Ahí está el problema, porque en la medida que evadamos nuestros conflictos, como señala la especialista, los acentuamos. “En esa vuelta a lo cotidiano no solo aumentan las problemáticas psicológicas, sino que también la percepción de esa persona de pérdida de control y la culpa asociada a la incapacidad de controlar las variables que le generan complicaciones en la vida diaria”.
Para Carmen Gloria Fenieux, psicóloga y académica de la Universidad Diego Portales, lo primero que hay que entender es que nuestra personalidad no es una estructura rígida y estática, sino más bien una tendencia que sirve para orientar y dar ciertas luces respecto a quiénes somos. Se trata de algo que está en constante movimiento y que puede estar sometido a muchas variables, por lo que determinarla como algo definido e inamovible nos limita. En ese sentido, como explica, es necesario entender que no nos podemos encerrar en un “así soy” o “así debiera ser”, sino que aceptar que por momentos las cosas no van a resultar de la manera esperada.
Según la especialista, si bien puede existir una mayor facilidad de vinculación a través de lo virtual, la brecha entre lo que proyectamos y lo que somos en esencia siempre está. “Siempre hay una disociación o brecha entre nosotros mismos; a veces somos quienes queremos ser y pocas veces somos quienes queremos ser. Por eso tenemos que entender que en nuestro ser hay millones de posibilidades, y lo que aparece en las redes o lo que mostramos ahí no es necesariamente uno mismo, es una de nuestras tantas versiones o facetas. Hay algo de performático, y es parte de quienes somos. Pero una ínfima parte, porque tenemos millones de otros aspectos, necesidades, falencias y virtudes”, explica. “No nos acabamos frente a una cámara o pantalla, somos mucho más que eso. Y por eso siempre va existir una brecha entre lo que proyectamos y lo que más esencialmente somos”.
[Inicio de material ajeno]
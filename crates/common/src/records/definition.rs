//! Definition record

use serde::{Deserialize, Serialize};
use validator::{Validate, ValidationErrors};

use super::merge::{overlay_list, overlay_optional_list, overlay_text};
use super::{
    is_blank, is_empty_list, is_supplied_blank, reject, Record, RecordPatch, INITIAL_VERSION,
    UNSAVED_ID,
};

/// A named mathematical definition with its statement lines and notation.
#[derive(Clone, Debug, PartialEq, Eq, Serialize, Deserialize)]
#[serde(rename_all = "camelCase")]
pub struct Definition {
    #[serde(default)]
    pub id: i32,

    #[serde(default)]
    pub version: i32,

    pub name: String,

    /// Ordered statement lines, stored as JSON
    pub definition: Vec<String>,

    #[serde(default, skip_serializing_if = "Option::is_none")]
    pub notation: Option<Vec<String>>,
}

/// Definitions are only ever looked up by id, so no filter can be built.
#[derive(Debug, Clone, Copy, PartialEq, Eq)]
pub enum Unfiltered {}

impl Record for Definition {
    type Patch = DefinitionPatch;
    type Filter = Unfiltered;

    const RESOURCE: &'static str = "definitions";

    fn id(&self) -> i32 {
        self.id
    }

    fn set_id(&mut self, id: i32) {
        self.id = id;
    }

    fn version(&self) -> i32 {
        self.version
    }

    fn set_version(&mut self, version: i32) {
        self.version = version;
    }

    fn matches(&self, filter: &Unfiltered) -> bool {
        match *filter {}
    }
}

/// Client payload for creating or partially updating a definition.
///
/// `id` and `version` are accepted on the wire and ignored.
#[derive(Clone, Debug, Default, PartialEq, Eq, Serialize, Deserialize, Validate)]
#[serde(rename_all = "camelCase")]
pub struct DefinitionPatch {
    #[validate(length(min = 1, max = 200, message = "Must be between 1 and 200 characters"))]
    #[serde(default, skip_serializing_if = "Option::is_none")]
    pub name: Option<String>,

    #[serde(default, skip_serializing_if = "Option::is_none")]
    pub definition: Option<Vec<String>>,

    #[serde(default, skip_serializing_if = "Option::is_none")]
    pub notation: Option<Vec<String>>,
}

impl RecordPatch<Definition> for DefinitionPatch {
    fn validate_insert(&self) -> Result<(), ValidationErrors> {
        let mut missing = Vec::new();
        if is_blank(&self.name) {
            missing.push(("name", "A name must be specified"));
        }
        if is_empty_list(&self.definition) {
            missing.push(("definition", "At least one (1) definition must be specified"));
        }
        reject(self.validate(), "required", &missing)
    }

    fn validate_update(&self) -> Result<(), ValidationErrors> {
        let mut blank = Vec::new();
        if is_supplied_blank(&self.name) {
            blank.push(("name", "A name must not be blank"));
        }
        reject(self.validate(), "blank", &blank)
    }

    fn into_record(self) -> Definition {
        Definition {
            id: UNSAVED_ID,
            version: INITIAL_VERSION,
            name: self.name.unwrap_or_default(),
            definition: self.definition.unwrap_or_default(),
            notation: self.notation,
        }
    }

    fn merge_onto(&self, existing: &Definition) -> Definition {
        let mut merged = existing.clone();
        overlay_text(&mut merged.name, &self.name);
        overlay_list(&mut merged.definition, &self.definition);
        overlay_optional_list(&mut merged.notation, &self.notation);
        merged
    }
}

#[cfg(test)]
mod tests {
    use super::*;

    #[test]
    fn test_insert_requires_name_and_definition() {
        let errors = DefinitionPatch::default().validate_insert().unwrap_err();
        let fields = errors.field_errors();
        assert!(fields.contains_key("name"));
        assert!(fields.contains_key("definition"));
    }

    #[test]
    fn test_blank_name_rejected_on_insert() {
        let patch = DefinitionPatch {
            name: Some("   ".into()),
            definition: Some(vec!["a set with no elements".into()]),
            notation: None,
        };
        let errors = patch.validate_insert().unwrap_err();
        assert!(errors.field_errors().contains_key("name"));
        assert!(!errors.field_errors().contains_key("definition"));
    }

    #[test]
    fn test_name_longer_than_200_rejected() {
        let patch = DefinitionPatch {
            name: Some("n".repeat(201)),
            ..Default::default()
        };
        assert!(patch.validate_update().is_err());

        let patch = DefinitionPatch {
            name: Some("n".repeat(200)),
            ..Default::default()
        };
        assert!(patch.validate_update().is_ok());
    }

    #[test]
    fn test_blank_name_rejected_on_update() {
        let patch = DefinitionPatch {
            name: Some("   ".into()),
            ..Default::default()
        };
        let errors = patch.validate_update().unwrap_err();
        assert_eq!(errors.field_errors()["name"][0].code, "blank");
    }

    #[test]
    fn test_update_accepts_missing_fields() {
        assert!(DefinitionPatch::default().validate_update().is_ok());
    }

    #[test]
    fn test_into_record_is_unsaved() {
        let patch = DefinitionPatch {
            name: Some("Empty set".into()),
            definition: Some(vec!["a set with no elements".into()]),
            notation: Some(vec!["\\emptyset".into()]),
        };
        assert!(patch.validate_insert().is_ok());

        let record = patch.into_record();
        assert!(!record.is_saved());
        assert_eq!(record.version, INITIAL_VERSION);
        assert_eq!(record.notation, Some(vec!["\\emptyset".to_string()]));
    }

    #[test]
    fn test_wire_format_ignores_client_identity() {
        let patch: DefinitionPatch = serde_json::from_str(
            r#"{"id": 12, "version": 9, "name": "Group", "definition": ["a set with an operation"]}"#,
        )
        .unwrap();
        assert_eq!(patch.name.as_deref(), Some("Group"));

        let record = patch.into_record();
        assert_eq!(record.id, UNSAVED_ID);
        assert_eq!(record.version, INITIAL_VERSION);
    }

    #[test]
    fn test_serializes_camel_case_without_absent_notation() {
        let definition = Definition {
            id: 1,
            version: 0,
            name: "Group".into(),
            definition: vec!["a set with an operation".into()],
            notation: None,
        };
        let json = serde_json::to_value(&definition).unwrap();
        assert_eq!(json["name"], "Group");
        assert!(json.get("notation").is_none());
    }
}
En 1965 el pediatra y psiquiatra Donald Woods Winnicut introdujo el concepto del “falso self” para designar la distorsión de la personalidad que se da desde la infancia para proteger mediante un mecanismo de defensa nuestro “verdadero self”. El concepto, según explicó en sus investigaciones, tenía que ver con la personalidad que proyectamos y que tiene la función de mediar entre nuestro verdadero ser y el mundo exterior, también para protegernos de lo que se espera de nosotros. Si esta versión era muy falsa, se podía incurrir en una patología. Pero si estaba en contacto con nuestro verdadero ser -más ligado a nuestras experiencias y sentimientos- y lograba mediar con el resto, en tanto que nos permitía manejar los códigos sociales pero manteniendo un contacto con lo propio, no había un problema.
Como explica Fenieux, lo que proyectamos en las redes podría ser visto como ese ser que media con el resto del mundo, pero mientras ese “self” dialogue con el verdadero, y sepamos que es solo una parte de nuestra experiencia, no se trata de una patología. “La clave es que entendamos que lo virtual no nos define por completo, porque somos seres complejos con muchas capas”, explica.